> [ASSIGNMENT]
Every line of the entries that holds the word "collections" is to be copied.
GIVEN INFORMATION section start
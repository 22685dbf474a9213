use chrono::{NaiveDate, NaiveDateTime};
use rusqlite::{params, Connection, OptionalExtension};

use crate::date_util::date_key;
use crate::model::{Classification, Holiday, StoreStats, Task, Workbasket};

fn timestamp(ts: Option<NaiveDateTime>) -> Option<String> {
    ts.map(|t| t.format("%Y-%m-%d %H:%M:%S").to_string())
}

// ── Workbaskets ────────────────────────────────────────────────────

pub fn upsert_workbasket(conn: &Connection, wb: &Workbasket) -> Result<(), rusqlite::Error> {
    conn.execute(
        "INSERT INTO workbaskets (
            id, key, domain, name, org_level_1, org_level_2, org_level_3, org_level_4
        ) VALUES (?1, ?2, ?3, ?4, ?5, ?6, ?7, ?8)
        ON CONFLICT(id) DO UPDATE SET
            key=excluded.key, domain=excluded.domain, name=excluded.name,
            org_level_1=excluded.org_level_1, org_level_2=excluded.org_level_2,
            org_level_3=excluded.org_level_3, org_level_4=excluded.org_level_4",
        params![
            wb.id,
            wb.key,
            wb.domain,
            wb.name,
            wb.org_level_1,
            wb.org_level_2,
            wb.org_level_3,
            wb.org_level_4,
        ],
    )?;
    Ok(())
}

// ── Classifications ────────────────────────────────────────────────

pub fn upsert_classification(
    conn: &Connection,
    classification: &Classification,
) -> Result<(), rusqlite::Error> {
    conn.execute(
        "INSERT INTO classifications (id, key, domain, category, name)
         VALUES (?1, ?2, ?3, ?4, ?5)
         ON CONFLICT(id) DO UPDATE SET
            key=excluded.key, domain=excluded.domain,
            category=excluded.category, name=excluded.name",
        params![
            classification.id,
            classification.key,
            classification.domain,
            classification.category,
            classification.name,
        ],
    )?;
    Ok(())
}

// ── Tasks ──────────────────────────────────────────────────────────

/// Insert or replace a task together with its custom attributes and
/// attachments.
pub fn upsert_task(conn: &Connection, task: &Task) -> Result<(), rusqlite::Error> {
    conn.execute(
        "INSERT INTO tasks (
            id, workbasket_id, classification_id, domain, state,
            created, claimed, completed, modified, planned, due
        ) VALUES (
            ?1, ?2, ?3, COALESCE(?4, (SELECT domain FROM workbaskets WHERE id = ?2)), ?5,
            ?6, ?7, ?8, ?9, ?10, ?11
        )
        ON CONFLICT(id) DO UPDATE SET
            workbasket_id=excluded.workbasket_id, classification_id=excluded.classification_id,
            domain=excluded.domain, state=excluded.state,
            created=excluded.created, claimed=excluded.claimed, completed=excluded.completed,
            modified=excluded.modified, planned=excluded.planned, due=excluded.due",
        params![
            task.id,
            task.workbasket_id,
            task.classification_id,
            task.domain,
            task.state.as_str(),
            timestamp(task.created),
            timestamp(task.claimed),
            timestamp(task.completed),
            timestamp(task.modified),
            timestamp(task.planned),
            timestamp(task.due),
        ],
    )?;

    conn.execute(
        "DELETE FROM task_custom_attributes WHERE task_id = ?1",
        params![task.id],
    )?;
    conn.execute("DELETE FROM attachments WHERE task_id = ?1", params![task.id])?;

    for (name, value) in &task.custom_attributes {
        conn.execute(
            "INSERT INTO task_custom_attributes (task_id, name, value) VALUES (?1, ?2, ?3)",
            params![task.id, name, value],
        )?;
    }

    for attachment in &task.attachments {
        conn.execute(
            "INSERT OR REPLACE INTO attachments (id, task_id, classification_id)
             VALUES (?1, ?2, ?3)",
            params![attachment.id, task.id, attachment.classification_id],
        )?;
    }

    Ok(())
}

// ── Holidays ───────────────────────────────────────────────────────

pub fn add_holiday(
    conn: &Connection,
    date: NaiveDate,
    name: Option<&str>,
) -> Result<(), rusqlite::Error> {
    conn.execute(
        "INSERT OR REPLACE INTO holidays (date, name) VALUES (?1, ?2)",
        params![date_key(date), name],
    )?;
    Ok(())
}

pub fn remove_holiday(conn: &Connection, date: NaiveDate) -> Result<bool, rusqlite::Error> {
    let count = conn.execute(
        "DELETE FROM holidays WHERE date = ?1",
        params![date_key(date)],
    )?;
    Ok(count > 0)
}

pub fn list_holidays(conn: &Connection) -> Result<Vec<Holiday>, rusqlite::Error> {
    let mut stmt = conn.prepare("SELECT date, name FROM holidays ORDER BY date")?;
    let rows = stmt.query_map([], |row| {
        let raw: String = row.get(0)?;
        let date = NaiveDate::parse_from_str(&raw, "%Y-%m-%d").map_err(|e| {
            rusqlite::Error::FromSqlConversionFailure(0, rusqlite::types::Type::Text, Box::new(e))
        })?;
        Ok(Holiday {
            date,
            name: row.get(1)?,
        })
    })?;
    rows.collect()
}

// ── Config ─────────────────────────────────────────────────────────

pub fn get_config(conn: &Connection, key: &str) -> Result<Option<String>, rusqlite::Error> {
    conn.query_row(
        "SELECT value FROM app_config WHERE key = ?1",
        params![key],
        |row| row.get(0),
    )
    .optional()
}

pub fn set_config(conn: &Connection, key: &str, value: &str) -> Result<(), rusqlite::Error> {
    conn.execute(
        "INSERT OR REPLACE INTO app_config (key, value, updated_at)
         VALUES (?1, ?2, datetime('now'))",
        params![key, value],
    )?;
    Ok(())
}

pub fn list_config(conn: &Connection) -> Result<Vec<(String, String)>, rusqlite::Error> {
    let mut stmt = conn.prepare("SELECT key, value FROM app_config ORDER BY key")?;
    let rows = stmt.query_map([], |row| Ok((row.get(0)?, row.get(1)?)))?;
    rows.collect()
}

// ── Status ─────────────────────────────────────────────────────────

pub fn store_stats(conn: &Connection) -> Result<StoreStats, rusqlite::Error> {
    let count = |table: &str| -> Result<u64, rusqlite::Error> {
        let n: i64 = conn.query_row(&format!("SELECT COUNT(*) FROM {table}"), [], |row| {
            row.get(0)
        })?;
        Ok(n as u64)
    };
    Ok(StoreStats {
        workbaskets: count("workbaskets")?,
        classifications: count("classifications")?,
        tasks: count("tasks")?,
        holidays: count("holidays")?,
    })
}

#[cfg(test)]
mod tests {
    use std::collections::BTreeMap;

    use super::*;
    use crate::model::{Attachment, TaskState};
    use crate::storage::Database;

    fn workbasket() -> Workbasket {
        Workbasket {
            id: "WBI1".into(),
            key: "WB1".into(),
            domain: "DOMAIN_A".into(),
            name: Some("Basket one".into()),
            org_level_1: Some("sales".into()),
            org_level_2: None,
            org_level_3: None,
            org_level_4: None,
        }
    }

    fn task(id: &str) -> Task {
        Task {
            id: id.into(),
            workbasket_id: "WBI1".into(),
            classification_id: None,
            domain: None,
            state: TaskState::Ready,
            created: None,
            claimed: None,
            completed: None,
            modified: None,
            planned: None,
            due: NaiveDate::from_ymd_opt(2025, 1, 8).and_then(|d| d.and_hms_opt(9, 30, 0)),
            custom_attributes: BTreeMap::from([("region".to_string(), "north".to_string())]),
            attachments: vec![Attachment {
                id: format!("{id}-A"),
                classification_id: None,
            }],
        }
    }

    #[tokio::test]
    async fn test_upsert_task_replaces_children() {
        let db = Database::open_memory().await.unwrap();
        let (domain, attrs, attachments, due) = db
            .writer()
            .call(|conn| {
                upsert_workbasket(conn, &workbasket())?;
                upsert_task(conn, &task("T1"))?;

                let mut changed = task("T1");
                changed.custom_attributes.clear();
                changed.custom_attributes.insert("team".into(), "blue".into());
                upsert_task(conn, &changed)?;

                let domain = conn.query_row("SELECT domain FROM tasks WHERE id = 'T1'", [], |r| {
                    r.get(0)
                })?;
                let attrs = conn.query_row(
                    "SELECT COUNT(*) FROM task_custom_attributes WHERE task_id = 'T1'",
                    [],
                    |r| r.get(0),
                )?;
                let attachments =
                    conn.query_row("SELECT COUNT(*) FROM attachments", [], |r| r.get(0))?;
                let due = conn.query_row("SELECT due FROM tasks WHERE id = 'T1'", [], |r| {
                    r.get(0)
                })?;
                Ok::<(String, i64, i64, String), rusqlite::Error>((domain, attrs, attachments, due))
            })
            .await
            .unwrap();

        assert_eq!(domain, "DOMAIN_A");
        assert_eq!(attrs, 1);
        assert_eq!(attachments, 1);
        assert_eq!(due, "2025-01-08 09:30:00");
    }

    #[tokio::test]
    async fn test_task_requires_known_workbasket() {
        let db = Database::open_memory().await.unwrap();
        let result = db
            .writer()
            .call(|conn| upsert_task(conn, &task("T1")))
            .await;
        assert!(result.is_err());
    }

    #[tokio::test]
    async fn test_holidays() {
        let db = Database::open_memory().await.unwrap();
        let (removed, missing, holidays) = db
            .writer()
            .call(|conn| {
                let d1 = NaiveDate::from_ymd_opt(2025, 12, 24).unwrap();
                let d2 = NaiveDate::from_ymd_opt(2025, 12, 31).unwrap();
                add_holiday(conn, d2, None)?;
                add_holiday(conn, d1, Some("Christmas Eve"))?;
                add_holiday(conn, d1, Some("Heiligabend"))?;
                let removed = remove_holiday(conn, d2)?;
                let missing = remove_holiday(conn, d2)?;
                Ok::<_, rusqlite::Error>((removed, missing, list_holidays(conn)?))
            })
            .await
            .unwrap();
        assert!(removed);
        assert!(!missing);
        assert_eq!(holidays.len(), 1);
        assert_eq!(holidays[0].name.as_deref(), Some("Heiligabend"));
    }

    #[tokio::test]
    async fn test_config_round_trip() {
        let db = Database::open_memory().await.unwrap();
        let (value, missing, all) = db
            .writer()
            .call(|conn| {
                set_config(conn, "weekend_days", "fri,sat")?;
                set_config(conn, "german_public_holidays", "true")?;
                Ok::<_, rusqlite::Error>((
                    get_config(conn, "weekend_days")?,
                    get_config(conn, "nope")?,
                    list_config(conn)?,
                ))
            })
            .await
            .unwrap();
        assert_eq!(value.as_deref(), Some("fri,sat"));
        assert_eq!(missing, None);
        assert_eq!(all.len(), 2);
        assert_eq!(all[0].0, "german_public_holidays");
    }

    #[tokio::test]
    async fn test_store_stats() {
        let db = Database::open_memory().await.unwrap();
        let stats = db
            .writer()
            .call(|conn| {
                upsert_workbasket(conn, &workbasket())?;
                upsert_task(conn, &task("T1"))?;
                upsert_task(conn, &task("T2"))?;
                store_stats(conn)
            })
            .await
            .unwrap();
        assert_eq!(stats.workbaskets, 1);
        assert_eq!(stats.tasks, 2);
        assert_eq!(stats.holidays, 0);
    }
}
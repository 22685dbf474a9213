//! Working-day calendar consumed by the day offset converter.
//!
//! The converter only ever asks one question: is `reference + offset` a
//! working day? [`HolidayCalendar`] answers it from a weekend definition, an
//! explicit holiday set and, optionally, the German public holidays.

use std::collections::BTreeSet;

use chrono::{Datelike, Duration, NaiveDate, Weekday};

use crate::date_util::{easter_sunday, offset_date};

/// Answers whether the day `reference_date + calendar_day_offset` is a working day.
///
/// Implementations must be pure: the same inputs always give the same answer.
pub trait WorkingDayCalendar: Send + Sync {
    fn is_working_day(&self, calendar_day_offset: i64, reference_date: NaiveDate) -> bool;
}

/// Weekend + holiday calendar.
#[derive(Debug, Clone, PartialEq, Eq)]
pub struct HolidayCalendar {
    weekend: Vec<Weekday>,
    holidays: BTreeSet<NaiveDate>,
    german_public_holidays: bool,
}

impl Default for HolidayCalendar {
    fn default() -> Self {
        Self {
            weekend: vec![Weekday::Sat, Weekday::Sun],
            holidays: BTreeSet::new(),
            german_public_holidays: false,
        }
    }
}

impl HolidayCalendar {
    pub fn new() -> Self {
        Self::default()
    }

    /// Replace the weekend definition.
    pub fn with_weekend(mut self, weekend: Vec<Weekday>) -> Self {
        self.weekend = weekend;
        self
    }

    pub fn with_holidays(mut self, holidays: impl IntoIterator<Item = NaiveDate>) -> Self {
        self.holidays.extend(holidays);
        self
    }

    pub fn with_german_public_holidays(mut self, enabled: bool) -> Self {
        self.german_public_holidays = enabled;
        self
    }

    pub fn weekend(&self) -> &[Weekday] {
        &self.weekend
    }

    pub fn holidays(&self) -> impl Iterator<Item = &NaiveDate> {
        self.holidays.iter()
    }

    pub fn is_holiday(&self, date: NaiveDate) -> bool {
        self.holidays.contains(&date)
            || (self.german_public_holidays && is_german_public_holiday(date))
    }

    /// True if `date` is neither a weekend day nor a holiday.
    pub fn is_working_date(&self, date: NaiveDate) -> bool {
        !self.weekend.contains(&date.weekday()) && !self.is_holiday(date)
    }
}

impl WorkingDayCalendar for HolidayCalendar {
    fn is_working_day(&self, calendar_day_offset: i64, reference_date: NaiveDate) -> bool {
        self.is_working_date(offset_date(reference_date, calendar_day_offset))
    }
}

/// Reads calendar offsets as days before the reference date.
///
/// Report ages count positive for overdue tasks, so a converter that ages
/// due dates must walk its positive table into the past.
#[derive(Debug, Clone)]
pub struct DaysBefore<C>(pub C);

impl<C: WorkingDayCalendar> WorkingDayCalendar for DaysBefore<C> {
    fn is_working_day(&self, calendar_day_offset: i64, reference_date: NaiveDate) -> bool {
        self.0.is_working_day(-calendar_day_offset, reference_date)
    }
}

/// Nationwide German public holidays: fixed-date ones plus the feasts
/// relative to Easter Sunday.
pub fn is_german_public_holiday(date: NaiveDate) -> bool {
    let fixed = matches!(
        (date.month(), date.day()),
        (1, 1) | (5, 1) | (10, 3) | (12, 25) | (12, 26)
    );
    if fixed {
        return true;
    }
    let easter = easter_sunday(date.year());
    // Good Friday, Easter Monday, Ascension Day, Whit Monday
    [-2, 1, 39, 50]
        .iter()
        .any(|&offset| easter + Duration::days(offset) == date)
}

#[cfg(test)]
mod tests {
    use super::*;

    fn d(y: i32, m: u32, day: u32) -> NaiveDate {
        NaiveDate::from_ymd_opt(y, m, day).unwrap()
    }

    #[test]
    fn test_default_weekend() {
        let cal = HolidayCalendar::new();
        // 2025-01-10 is a Friday
        let friday = d(2025, 1, 10);
        assert!(cal.is_working_day(0, friday));
        assert!(!cal.is_working_day(1, friday));
        assert!(!cal.is_working_day(2, friday));
        assert!(cal.is_working_day(3, friday));
        assert!(cal.is_working_day(-1, friday));
    }

    #[test]
    fn test_days_before_looks_back() {
        let cal = DaysBefore(HolidayCalendar::new());
        // 2025-01-13 is a Monday: one and two days back are Sunday and Saturday.
        let monday = d(2025, 1, 13);
        assert!(cal.is_working_day(0, monday));
        assert!(!cal.is_working_day(1, monday));
        assert!(!cal.is_working_day(2, monday));
        assert!(cal.is_working_day(3, monday));
        assert!(!cal.is_working_day(-5, monday));
    }

    #[test]
    fn test_explicit_holiday() {
        let cal = HolidayCalendar::new().with_holidays([d(2025, 1, 13)]);
        assert!(!cal.is_working_date(d(2025, 1, 13)));
        assert!(cal.is_working_date(d(2025, 1, 14)));
    }

    #[test]
    fn test_custom_weekend() {
        let cal = HolidayCalendar::new().with_weekend(vec![Weekday::Fri, Weekday::Sat]);
        assert!(!cal.is_working_date(d(2025, 1, 10))); // Friday
        assert!(cal.is_working_date(d(2025, 1, 12))); // Sunday
    }

    #[test]
    fn test_german_public_holidays() {
        assert!(is_german_public_holiday(d(2025, 10, 3)));
        assert!(is_german_public_holiday(d(2025, 4, 18))); // Good Friday
        assert!(is_german_public_holiday(d(2025, 4, 21))); // Easter Monday
        assert!(is_german_public_holiday(d(2025, 5, 29))); // Ascension Day
        assert!(is_german_public_holiday(d(2025, 6, 9))); // Whit Monday
        assert!(!is_german_public_holiday(d(2025, 4, 22)));

        let off = HolidayCalendar::new();
        assert!(off.is_working_date(d(2025, 10, 3)));
        let on = HolidayCalendar::new().with_german_public_holidays(true);
        assert!(!on.is_working_date(d(2025, 10, 3)));
    }
}
//! Folds age samples into a hierarchical pivot [`Report`].

use std::collections::HashMap;

use chrono::NaiveDate;

use super::converter::{ConverterKey, DayOffsetConverter};
use super::header::{validate_headers, ColumnHeader};
use super::types::{AgeSample, Report, ReportKind, ReportRow, RowId, NO_VALUE, TOTAL_LABEL};
use crate::error::{Error, Result};

/// Build a report from `samples`.
///
/// Passing a converter switches the report to working days: every age is
/// rewritten through it before bucketing. It must have been built for
/// `headers` and `reference_date`.
pub fn aggregate(
    kind: ReportKind,
    samples: impl IntoIterator<Item = AgeSample>,
    headers: &[ColumnHeader],
    converter: Option<&DayOffsetConverter>,
    reference_date: NaiveDate,
) -> Result<Report> {
    validate_headers(headers)?;
    if let Some(c) = converter {
        if c.reference_date() != reference_date {
            return Err(Error::invalid(format!(
                "converter built for {} cannot age a report for {}",
                c.reference_date(),
                reference_date
            )));
        }
        if c.key() != ConverterKey::for_headers(headers, reference_date)? {
            return Err(Error::invalid(
                "converter was built for different column limits",
            ));
        }
    }

    let columns = Columns::new(headers);
    let mut builder = ReportBuilder::new(kind.dimensions().len(), headers.len());

    for sample in samples {
        builder.check_width(&sample.key_path)?;
        let Some(age) = sample.age_in_days else {
            builder.without_age += sample.count;
            continue;
        };
        let age = converter.map_or(age, |c| c.convert_days_to_working_days(age));
        match columns.bucket(age)? {
            Some(column) => builder.add(&sample.key_path, column, sample.count),
            None => builder.unbucketed += sample.count,
        }
    }

    if builder.unbucketed > 0 {
        log::warn!(
            "{} task(s) fall outside every report column",
            builder.unbucketed
        );
    }
    log::debug!(
        "Aggregated {} report: {} top-level rows, {} tasks without age",
        kind,
        builder.top_level.len(),
        builder.without_age
    );

    Ok(builder.finish(kind, headers, converter.map(|c| c.key()), reference_date))
}

struct Columns<'a> {
    headers: &'a [ColumnHeader],
    lowest: i32,
    highest: i32,
}

impl<'a> Columns<'a> {
    fn new(headers: &'a [ColumnHeader]) -> Self {
        Self {
            headers,
            lowest: headers.iter().map(|h| h.lower_limit).min().unwrap_or(i32::MIN),
            highest: headers.iter().map(|h| h.upper_limit).max().unwrap_or(i32::MAX),
        }
    }

    /// Index of the first header containing `age`.
    ///
    /// `None` for ages outside the span of all headers; an unclaimed age
    /// inside the span means the headers have a gap.
    fn bucket(&self, age: i32) -> Result<Option<usize>> {
        if let Some(i) = self.headers.iter().position(|h| h.fits(age)) {
            return Ok(Some(i));
        }
        if age >= self.lowest && age < self.highest {
            return Err(Error::invalid(format!(
                "age {age} falls into a gap between report columns"
            )));
        }
        Ok(None)
    }
}

struct ReportBuilder {
    width: usize,
    columns: usize,
    rows: Vec<ReportRow>,
    index: HashMap<Vec<String>, RowId>,
    top_level: Vec<RowId>,
    sum_row: RowId,
    sum_index: HashMap<Vec<String>, RowId>,
    without_age: u64,
    unbucketed: u64,
}

impl ReportBuilder {
    fn new(width: usize, columns: usize) -> Self {
        let mut sum_key = vec![TOTAL_LABEL.to_string()];
        sum_key.resize(width.max(1), NO_VALUE.to_string());
        let mut sum = ReportRow::new(sum_key, columns);
        sum.depth = 0;
        sum.display = true;

        Self {
            width,
            columns,
            rows: vec![sum],
            index: HashMap::new(),
            top_level: Vec::new(),
            sum_row: RowId(0),
            sum_index: HashMap::new(),
            without_age: 0,
            unbucketed: 0,
        }
    }

    fn check_width(&self, key_path: &[String]) -> Result<()> {
        if key_path.len() != self.width {
            return Err(Error::invalid(format!(
                "sample key {:?} has {} segment(s), report expects {}",
                key_path,
                key_path.len(),
                self.width
            )));
        }
        Ok(())
    }

    fn add(&mut self, key_path: &[String], column: usize, count: u64) {
        let mut parent: Option<RowId> = None;
        for depth in 1..=key_path.len() {
            let id = self.row_for(&key_path[..depth], parent);
            self.rows[id.0].add(column, count);
            parent = Some(id);
        }

        // Sum row: same walk with the leading segment replaced by the label.
        self.rows[self.sum_row.0].add(column, count);
        let mut parent = self.sum_row;
        for depth in 2..=key_path.len() {
            let mut key = Vec::with_capacity(depth);
            key.push(TOTAL_LABEL.to_string());
            key.extend_from_slice(&key_path[1..depth]);
            let id = match self.sum_index.get(&key) {
                Some(id) => *id,
                None => {
                    let id = self.push(key.clone(), Some(parent));
                    self.sum_index.insert(key, id);
                    id
                }
            };
            self.rows[id.0].add(column, count);
            parent = id;
        }
    }

    fn row_for(&mut self, key: &[String], parent: Option<RowId>) -> RowId {
        if let Some(id) = self.index.get(key) {
            return *id;
        }
        let id = self.push(key.to_vec(), parent);
        if parent.is_none() {
            self.top_level.push(id);
        }
        self.index.insert(key.to_vec(), id);
        id
    }

    fn push(&mut self, key: Vec<String>, parent: Option<RowId>) -> RowId {
        let id = RowId(self.rows.len());
        self.rows.push(ReportRow::new(key, self.columns));
        if let Some(p) = parent {
            self.rows[p.0].children.push(id);
        }
        id
    }

    fn finish(
        self,
        kind: ReportKind,
        headers: &[ColumnHeader],
        converter: Option<ConverterKey>,
        reference_date: NaiveDate,
    ) -> Report {
        Report {
            kind,
            dimensions: kind.dimensions().iter().map(|d| d.to_string()).collect(),
            column_headers: headers.to_vec(),
            working_days: converter.is_some(),
            reference_date,
            without_age: self.without_age,
            unbucketed: self.unbucketed,
            rows: self.rows,
            top_level: self.top_level,
            sum_row: self.sum_row,
            index: self.index,
            converter,
        }
    }
}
GIVEN INFORMATION section end
> [TASK RESULT]
    use std::collections::BTreeMap;
use std::collections::BTreeSet;
use std::collections::HashMap;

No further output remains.